Another contender has emerged in a crowded market for tradable European stock markets indexes.


Mark Makepeace, FTSE’s chief executive

This June, Euronext.liffe launches new futures and options contracts based on two European indexes that the exchange created with indexproviders FTSE in April.The move is the latest in an ongoing battle between index makers and exchanges to secure dominance in Europe’s growing equity derivatives business.

FTSE and Euronext say that their FTSEurofirst indexes, which mirror broader benchmark indexes, give investors better access to liquid pan-European stocks than previously available.“You may think there is already an index or indices that fit the needs for this market,” says Mark Makepeace, FTSE’s chief executive,“but in our work with fund managers and investors throughout Europe and in America there is clearly a need for more choice in this market.”

The Eurostoxx 50, owned by Dow Jones’ Stoxx, is currently the main choice for investors wanting to make futures contracts on Europe’s stockmarkets.

The FTSEurofirst indexes are the Eurofirst 80—which covers a basket of 80 stocks in the Eurozone—and the Eurofirst 100 which provides a selection of 100 stocks denominated both in euros and in sterling.“Investors tell us that the Eurostoxx 50 was very suitable when they first established their euro funds,” says Makepeace, “but since then they have broadened their coverage.” Investors want, Makepeace says, an index that represents their portfolios better but doesn’t suffer from having illiquid stocks within it.
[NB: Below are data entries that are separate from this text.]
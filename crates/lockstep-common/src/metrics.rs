//! Dispatch-period metrics.
//!
//! A ring buffer of measured scheduler dispatch periods, recorded
//! without heap allocation inside the dispatch loop. A stalled tick
//! shows up here as an oversized period; the stall count is the
//! externally observable face of the overrun policy.

use std::time::Duration;

/// Dispatch period metrics with a ring buffer for percentile queries.
#[derive(Debug)]
pub struct PeriodMetrics {
    /// Ring buffer of dispatch-to-dispatch periods in nanoseconds.
    samples: Box<[u64]>,
    /// Current write position in the ring buffer.
    write_pos: usize,
    /// Number of samples retained (saturates at buffer size).
    sample_count: usize,
    /// Total periods recorded.
    total_periods: u64,
    /// Minimum observed period in nanoseconds.
    min_ns: u64,
    /// Maximum observed period in nanoseconds.
    max_ns: u64,
    /// Sum of all periods for mean calculation.
    sum_ns: u64,
    /// Periods that exceeded the nominal base period.
    stall_count: u64,
    /// Nominal base period in nanoseconds.
    nominal_ns: u64,
}

impl PeriodMetrics {
    /// Create a collector retaining `capacity` samples.
    ///
    /// Periods longer than `nominal` (with a small jitter allowance)
    /// are counted as stalls.
    #[must_use]
    pub fn new(capacity: usize, nominal: Duration) -> Self {
        let size = capacity.max(1);
        Self {
            samples: vec![0u64; size].into_boxed_slice(),
            write_pos: 0,
            sample_count: 0,
            total_periods: 0,
            min_ns: u64::MAX,
            max_ns: 0,
            sum_ns: 0,
            stall_count: 0,
            nominal_ns: nominal.as_nanos() as u64,
        }
    }

    /// Record one dispatch-to-dispatch period.
    pub fn record(&mut self, period: Duration) {
        let ns = period.as_nanos() as u64;

        self.samples[self.write_pos] = ns;
        self.write_pos = (self.write_pos + 1) % self.samples.len();
        self.sample_count = (self.sample_count + 1).min(self.samples.len());

        self.total_periods += 1;
        self.min_ns = self.min_ns.min(ns);
        self.max_ns = self.max_ns.max(ns);
        self.sum_ns = self.sum_ns.wrapping_add(ns);

        // Allow 50% jitter before calling a period a stall; a true
        // stall waits at least one full extra period.
        if ns > self.nominal_ns + self.nominal_ns / 2 {
            self.stall_count += 1;
        }
    }

    /// Total periods recorded.
    #[must_use]
    pub fn total_periods(&self) -> u64 {
        self.total_periods
    }

    /// Minimum observed period.
    #[must_use]
    pub fn min(&self) -> Option<Duration> {
        (self.total_periods > 0).then(|| Duration::from_nanos(self.min_ns))
    }

    /// Maximum observed period.
    #[must_use]
    pub fn max(&self) -> Option<Duration> {
        (self.total_periods > 0).then(|| Duration::from_nanos(self.max_ns))
    }

    /// Mean period.
    #[must_use]
    pub fn mean(&self) -> Option<Duration> {
        (self.total_periods > 0).then(|| Duration::from_nanos(self.sum_ns / self.total_periods))
    }

    /// Number of periods that overran the nominal base period.
    #[must_use]
    pub fn stall_count(&self) -> u64 {
        self.stall_count
    }

    /// Compute a percentile (0.0 to 100.0) over the retained samples.
    ///
    /// Returns `None` with no samples or an out-of-range percentile.
    #[must_use]
    pub fn percentile(&self, percentile: f64) -> Option<Duration> {
        if self.sample_count == 0 || !(0.0..=100.0).contains(&percentile) {
            return None;
        }

        let mut sorted: Vec<u64> = self.samples[..self.sample_count].to_vec();
        sorted.sort_unstable();

        let idx = ((percentile / 100.0) * (sorted.len() - 1) as f64).round() as usize;
        Some(Duration::from_nanos(sorted[idx.min(sorted.len() - 1)]))
    }

    /// Get an immutable snapshot for reporting.
    #[must_use]
    pub fn snapshot(&self) -> MetricsSnapshot {
        MetricsSnapshot {
            total_periods: self.total_periods,
            min_ns: (self.total_periods > 0).then_some(self.min_ns),
            max_ns: (self.total_periods > 0).then_some(self.max_ns),
            mean_ns: (self.total_periods > 0).then_some(self.sum_ns / self.total_periods),
            stall_count: self.stall_count,
            sample_count: self.sample_count,
        }
    }
}

/// Immutable snapshot of period metrics for reporting.
#[derive(Debug, Clone, Copy, serde::Serialize)]
pub struct MetricsSnapshot {
    /// Total periods recorded.
    pub total_periods: u64,
    /// Minimum period in nanoseconds.
    pub min_ns: Option<u64>,
    /// Maximum period in nanoseconds.
    pub max_ns: Option<u64>,
    /// Mean period in nanoseconds.
    pub mean_ns: Option<u64>,
    /// Periods that overran the nominal base period.
    pub stall_count: u64,
    /// Number of samples retained in the ring.
    pub sample_count: usize,
}

impl MetricsSnapshot {
    /// Jitter (max - min) in nanoseconds.
    #[must_use]
    pub fn jitter_ns(&self) -> Option<u64> {
        match (self.min_ns, self.max_ns) {
            (Some(min), Some(max)) => Some(max - min),
            _ => None,
        }
    }
}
Ettore Candolfi, the managing director of Stoxx, says the FTSEurofirst gambit is flawed. Increasing the number of shares used will be costly in terms of liquidity, he argues.“ If you go from 50, to 80 or 100 then you have a lot of shares that are only listed on one exchange,” he says, “so you will not find this liquidity.” He also notes that tracking more stocks is more expensive and so says that the FTSEurofirst indexes will prove more expensive for customers.

FTSEurofirst and Stoxx share similar business models in that they charge a license fee to all issuers who use their brand name but provide their index data for free. MSCI’s Pan-Euro index trades on Liffe, though it is not an index specifically designed for derivatives contracts and as such can suffer from illiquidity. MSCI put out feelers into the investment community last summer to establish what need there may be for a new specifically tradable index, but has so far not announced plans to develop one. “It remains to be seen whether the market requires an additional narrow index in Europe at this juncture,” says Baer Pettit, global head of sales and client service at MSCI in London. MSCI focuses on licensing its product to exchange traded funds, rather than derivatives products.

Challenging the dominance of Eurostoxx, traded on Deutsche Boerse’s pan-Europe exchange Eurex, will be an unenviable challenge, but some investment firms have made (albeit quiet) noises that bode well for FTSEurofirst.“We think that we can launch some structured funds using these indices,”Credit Agricole Asset Management said in a press release. FTEurofirst announced in April that within days of the indexes’ launch, an ETF would be announced upon one of them. As Global Finance went to press, no such announcement had been made. In a spat closely related to the war of Europe’s bourses it’s still difficult to see what is bluster and what is not.